Registration required
Advance registration is required to attend this program. Registration is free.

Join Boston College historian Michael Glass for a conversation about his new book, Cracked Foundations: Debt and Inequality in Suburban America. The book explores how home mortgages and municipal bonds helped build postwar suburbs while also making them financially fragile, and how these tools entrenched disparities that still shape American life today.

Lunch will be served and registration is required to attend.

Michael Glass is an Assistant Professor of History at Boston College. He received his Ph.D. from Princeton University and previously worked as a public high school teacher in New York City. A political and urban historian of twentieth-century America, his work focuses on the intersections of race, metropolitan development, and capitalism.

His research examines how financial systems—such as credit markets, property taxes, and home insurance—generate inequality and shape everyday life, from housing and education to environmental risk. By making complex economic and policy systems tangible, his writing reveals their human consequences and historical roots.
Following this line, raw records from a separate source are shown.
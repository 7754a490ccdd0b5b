use ledstudio_core::grid::Rgb;
use ledstudio_core::stack::LayerStack;
use ledstudio_core::track::LayerTrack;

/// Assert two pixel buffers match, reporting the first differing index.
pub fn assert_pixels_eq(actual: &[Rgb], expected: &[Rgb]) {
    assert_eq!(
        actual.len(),
        expected.len(),
        "buffer has {} pixels, expected {}",
        actual.len(),
        expected.len()
    );
    if let Some(i) = actual.iter().zip(expected).position(|(a, e)| a != e) {
        panic!(
            "pixel {i} is {:?}, expected {:?}\n  actual:   {actual:?}\n  expected: {expected:?}",
            actual[i], expected[i]
        );
    }
}

pub fn assert_all_black(pixels: &[Rgb]) {
    if let Some(i) = pixels.iter().position(|p| !p.is_black()) {
        panic!("pixel {i} is {:?}, expected black", pixels[i]);
    }
}

/// Assert a track stores frames at exactly `expected`.
pub fn assert_frame_keys(track: &LayerTrack, expected: &[usize]) {
    assert_eq!(
        track.frame_indices(),
        expected,
        "track {:?} stores the wrong frame indices",
        track.name
    );
}

/// Assert z indices run 0..N in track order.
pub fn assert_contiguous_z(stack: &LayerStack) {
    for (i, track) in stack.tracks().iter().enumerate() {
        assert_eq!(
            track.z_index, i,
            "track {:?} at position {i} has z_index {}",
            track.name, track.z_index
        );
    }
}
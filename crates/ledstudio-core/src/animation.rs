//! Keyframed per-track animation from before automation actions existed.
//!
//! A track only falls back to its legacy animation when it carries no
//! automation actions. Keyframe positions are normalised: 0 is the first
//! frame of the animation window and 100 the last.

use serde::{Deserialize, Serialize};

use crate::automation::{RotateDirection, ScrollDirection};
use crate::grid::{Grid, Rgb};
use crate::transforms;

#[derive(Debug, Clone, Copy, PartialEq, Eq, Default, Serialize, Deserialize)]
#[serde(rename_all = "snake_case")]
pub enum AnimationKind {
    #[default]
    None,
    Scroll,
    Fade,
    Pulse,
    Rotate,
    Scale,
    Custom,
}

#[derive(Debug, Clone, Copy, PartialEq, Eq)]
pub enum AnimatedProperty {
    OffsetX,
    OffsetY,
    Rotation,
    Scale,
    Opacity,
}

#[derive(Debug, Clone, PartialEq, Serialize, Deserialize)]
pub struct AnimationKeyframe {
    /// Normalised position, 0..=100.
    pub frame_index: u32,
    #[serde(default)]
    pub opacity: Option<f32>,
    #[serde(default)]
    pub visible: Option<bool>,
    #[serde(default)]
    pub offset_x: f32,
    #[serde(default)]
    pub offset_y: f32,
    /// Degrees.
    #[serde(default)]
    pub rotation: f32,
    #[serde(default = "unit_scale")]
    pub scale: f32,
}

fn unit_scale() -> f32 {
    1.0
}

impl AnimationKeyframe {
    pub fn at(frame_index: u32) -> Self {
        Self {
            frame_index,
            opacity: None,
            visible: None,
            offset_x: 0.0,
            offset_y: 0.0,
            rotation: 0.0,
            scale: 1.0,
        }
    }

    fn value(&self, property: AnimatedProperty) -> Option<f32> {
        match property {
            AnimatedProperty::OffsetX => Some(self.offset_x),
            AnimatedProperty::OffsetY => Some(self.offset_y),
            AnimatedProperty::Rotation => Some(self.rotation),
            AnimatedProperty::Scale => Some(self.scale),
            AnimatedProperty::Opacity => self.opacity,
        }
    }
}

#[derive(Debug, Clone, PartialEq, Serialize, Deserialize)]
pub struct LegacyAnimation {
    pub kind: AnimationKind,
    /// Multiplier on keyframe progression and on scroll offsets.
    pub speed: f32,
    #[serde(rename = "loop")]
    pub looping: bool,
    pub keyframes: Vec<AnimationKeyframe>,
    pub start_frame: usize,
    /// Inclusive; `None` runs to the last pattern frame.
    pub end_frame: Option<usize>,
}

impl Default for LegacyAnimation {
    fn default() -> Self {
        Self {
            kind: AnimationKind::None,
            speed: 1.0,
            looping: true,
            keyframes: Vec::new(),
            start_frame: 0,
            end_frame: None,
        }
    }
}

impl LegacyAnimation {
    /// Scroll the layer one full extent across the animation window.
    pub fn scroll(direction: ScrollDirection, speed: f32) -> Self {
        let mut end = AnimationKeyframe::at(100);
        match direction {
            ScrollDirection::Right => end.offset_x = 1.0,
            ScrollDirection::Left => end.offset_x = -1.0,
            ScrollDirection::Down => end.offset_y = 1.0,
            ScrollDirection::Up => end.offset_y = -1.0,
        }
        Self {
            kind: AnimationKind::Scroll,
            speed,
            keyframes: vec![AnimationKeyframe::at(0), end],
            ..Self::default()
        }
    }

    pub fn fade(fade_in: bool, start_frame: usize, duration_frames: usize) -> Self {
        let (from, to) = if fade_in { (0.0, 1.0) } else { (1.0, 0.0) };
        Self {
            kind: AnimationKind::Fade,
            keyframes: vec![
                AnimationKeyframe {
                    opacity: Some(from),
                    ..AnimationKeyframe::at(0)
                },
                AnimationKeyframe {
                    opacity: Some(to),
                    ..AnimationKeyframe::at(100)
                },
            ],
            start_frame,
            end_frame: Some(start_frame + duration_frames),
            ..Self::default()
        }
    }

    pub fn pulse(min_opacity: f32, max_opacity: f32) -> Self {
        let key = |frame_index, opacity| AnimationKeyframe {
            opacity: Some(opacity),
            ..AnimationKeyframe::at(frame_index)
        };
        Self {
            kind: AnimationKind::Pulse,
            keyframes: vec![
                key(0, min_opacity),
                key(50, max_opacity),
                key(100, min_opacity),
            ],
            ..Self::default()
        }
    }

    pub fn with_window(mut self, start_frame: usize, end_frame: Option<usize>) -> Self {
        self.start_frame = start_frame;
        self.end_frame = end_frame;
        self
    }

    /// Last frame of the window given the pattern length.
    fn window_end(&self, total_frames: usize) -> Option<usize> {
        match self.end_frame {
            Some(end) => Some(end),
            None => total_frames.checked_sub(1),
        }
    }

    /// Position of `frame_index` on the normalised 0..=100 keyframe axis.
    fn normalised_position(&self, frame_index: usize, total_frames: usize) -> Option<u32> {
        let end = self.window_end(total_frames)?;
        if frame_index < self.start_frame || frame_index > end {
            return None;
        }
        let length = end - self.start_frame + 1;
        let local = frame_index - self.start_frame;
        let mut sped = (local as f32 * self.speed).max(0.0) as usize;
        if self.looping {
            sped %= length;
        } else {
            sped = sped.min(length - 1);
        }
        let normalised = (sped as f32 / length as f32 * 100.0) as u32;
        Some(normalised.min(100))
    }

    /// Interpolated value of `property` at `frame_index`, or `None` when the
    /// frame lies outside the window or no keyframe carries the property.
    pub fn property_at(
        &self,
        frame_index: usize,
        total_frames: usize,
        property: AnimatedProperty,
    ) -> Option<f32> {
        if self.keyframes.is_empty() {
            return None;
        }
        let pos = self.normalised_position(frame_index, total_frames)?;

        let before = self.keyframes.iter().rev().find(|k| k.frame_index <= pos);
        let after = self.keyframes.iter().find(|k| k.frame_index >= pos);

        match (before, after) {
            (Some(b), _) if b.frame_index == pos => b.value(property),
            (_, Some(a)) if a.frame_index == pos => a.value(property),
            (Some(b), Some(a)) => {
                let t = (pos - b.frame_index) as f32 / (a.frame_index - b.frame_index) as f32;
                match (b.value(property), a.value(property)) {
                    (Some(bv), Some(av)) => Some(bv + (av - bv) * t),
                    (bv, av) => bv.or(av),
                }
            }
            (Some(k), None) | (None, Some(k)) => k.value(property),
            (None, None) => None,
        }
    }

    /// Transform `pixels` for `frame_index`. Alpha is never moved by a legacy
    /// animation.
    pub fn apply(
        &self,
        pixels: Vec<Rgb>,
        frame_index: usize,
        total_frames: usize,
        width: usize,
        height: usize,
    ) -> Vec<Rgb> {
        let prop = |p| self.property_at(frame_index, total_frames, p);
        match self.kind {
            AnimationKind::None => pixels,
            AnimationKind::Scroll => {
                let ox = prop(AnimatedProperty::OffsetX).map(|v| v * self.speed);
                let oy = prop(AnimatedProperty::OffsetY).map(|v| v * self.speed);
                if ox.is_none() && oy.is_none() {
                    return pixels;
                }
                let dx = (ox.unwrap_or(0.0) * width as f32) as i64;
                let dy = (oy.unwrap_or(0.0) * height as f32) as i64;
                let grid = Grid::from_flat(width, height, &pixels, Rgb::BLACK);
                transforms::scroll(&grid, dx, dy, Rgb::BLACK).into_flat()
            }
            AnimationKind::Rotate => match prop(AnimatedProperty::Rotation) {
                Some(degrees) => {
                    let turns = (degrees / 90.0).round() as i64;
                    let grid = Grid::from_flat(width, height, &pixels, Rgb::BLACK);
                    transforms::rotate(
                        &grid,
                        RotateDirection::Clockwise,
                        turns.rem_euclid(4) as usize,
                        Rgb::BLACK,
                    )
                    .into_flat()
                }
                None => pixels,
            },
            AnimationKind::Scale => match prop(AnimatedProperty::Scale) {
                Some(factor) => {
                    let grid = Grid::from_flat(width, height, &pixels, Rgb::BLACK);
                    transforms::scale_nearest(&grid, factor, Rgb::BLACK).into_flat()
                }
                None => pixels,
            },
            AnimationKind::Fade | AnimationKind::Pulse => match prop(AnimatedProperty::Opacity) {
                Some(opacity) => {
                    let opacity = opacity.clamp(0.0, 1.0);
                    pixels.into_iter().map(|p| p.scale(opacity)).collect()
                }
                None => pixels,
            },
            AnimationKind::Custom => {
                tracing::warn!("custom legacy animation has no built-in transform, skipped");
                pixels
            }
        }
    }
}
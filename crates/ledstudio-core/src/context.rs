use std::sync::RwLock;
use std::sync::atomic::{AtomicUsize, Ordering};

use uuid::Uuid;

use crate::error::{CoreError, Result};

/// The single layer (and frame) edits are allowed to touch.
#[derive(Debug, Clone, Copy, PartialEq, Eq)]
pub struct EditTarget {
    pub layer_id: Uuid,
    pub frame_index: usize,
}

/// Gate shared between a layer stack and its editors.
///
/// Pixel edits are refused while any render pass holds a [`RenderGuard`],
/// and, when an [`EditTarget`] is set, when they aim at another layer.
#[derive(Debug, Default)]
pub struct EditContext {
    render_depth: AtomicUsize,
    target: RwLock<Option<EditTarget>>,
}

impl EditContext {
    pub fn new() -> Self {
        Self::default()
    }

    /// Mark a render pass as in flight until the guard is dropped. Guards nest.
    pub fn enter_render(&self) -> RenderGuard<'_> {
        self.render_depth.fetch_add(1, Ordering::SeqCst);
        RenderGuard { context: self }
    }

    pub fn is_rendering(&self) -> bool {
        self.render_depth.load(Ordering::SeqCst) > 0
    }

    pub fn set_target(&self, target: Option<EditTarget>) {
        *self.target.write().unwrap_or_else(|e| e.into_inner()) = target;
    }

    pub fn target(&self) -> Option<EditTarget> {
        *self.target.read().unwrap_or_else(|e| e.into_inner())
    }

    pub fn ensure_not_rendering(&self) -> Result<()> {
        if self.is_rendering() {
            return Err(CoreError::RenderInProgress);
        }
        Ok(())
    }

    /// Check that a pixel edit on `layer_id` is allowed right now.
    pub fn check_edit(&self, layer_id: Uuid) -> Result<()> {
        self.ensure_not_rendering()?;
        match self.target() {
            Some(target) if target.layer_id != layer_id => Err(CoreError::EditTargetMismatch {
                target: layer_id,
                active: target.layer_id,
            }),
            _ => Ok(()),
        }
    }
}

/// Held for the duration of a render pass.
#[derive(Debug)]
pub struct RenderGuard<'a> {
    context: &'a EditContext,
}

impl Drop for RenderGuard<'_> {
    fn drop(&mut self) {
        self.context.render_depth.fetch_sub(1, Ordering::SeqCst);
    }
}
use ledstudio_core::grid::Rgb;

pub const RED: Rgb = Rgb::new(255, 0, 0);
pub const GREEN: Rgb = Rgb::new(0, 255, 0);
pub const BLUE: Rgb = Rgb::new(0, 0, 255);

/// `width * height` pixels of one colour.
pub fn solid(width: usize, height: usize, colour: Rgb) -> Vec<Rgb> {
    vec![colour; width * height]
}

/// Black everywhere except `(x, y)`.
pub fn single_pixel(width: usize, height: usize, x: usize, y: usize, colour: Rgb) -> Vec<Rgb> {
    let mut pixels = solid(width, height, Rgb::BLACK);
    pixels[y * width + x] = colour;
    pixels
}

/// Every pixel distinct and non-black: red rises along x, green along y.
pub fn gradient(width: usize, height: usize) -> Vec<Rgb> {
    let step = |i: usize, n: usize| (((i + 1) * 255) / n.max(1)) as u8;
    (0..height)
        .flat_map(|y| (0..width).map(move |x| Rgb::new(step(x, width), step(y, height), 1)))
        .collect()
}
In discussion with Glass is Lizabeth Cohen. Cohen is the Howard Mumford Jones Research Professor of American Studies and a Harvard University Distinguished Service Professor in the Department of History at Harvard. From 2011-18 she was the dean of the Radcliffe Institute for Advanced Study. In addition to Saving America’s Cities: Ed Logue and the Struggle to Renew Urban America in the Suburban Age, which won the 2020 Bancroft Prize in American History, previous books include Making a New Deal: Industrial Workers in Chicago, 1919-1939, also winner of the Bancroft Prize and a finalist for the Pulitzer, and A Consumers’ Republic: The Politics of Mass Consumption in Postwar America.

She is also co-author with David Kennedy and Margaret O’Mara of a widely used college and advanced placement United States history textbook, The American Pageant. Her writings have appeared as well in many edited volumes, academic journals, and popular venues, including The AtlanticNew York Times, the Washington Post, the Boston Globe, and the American Prospect.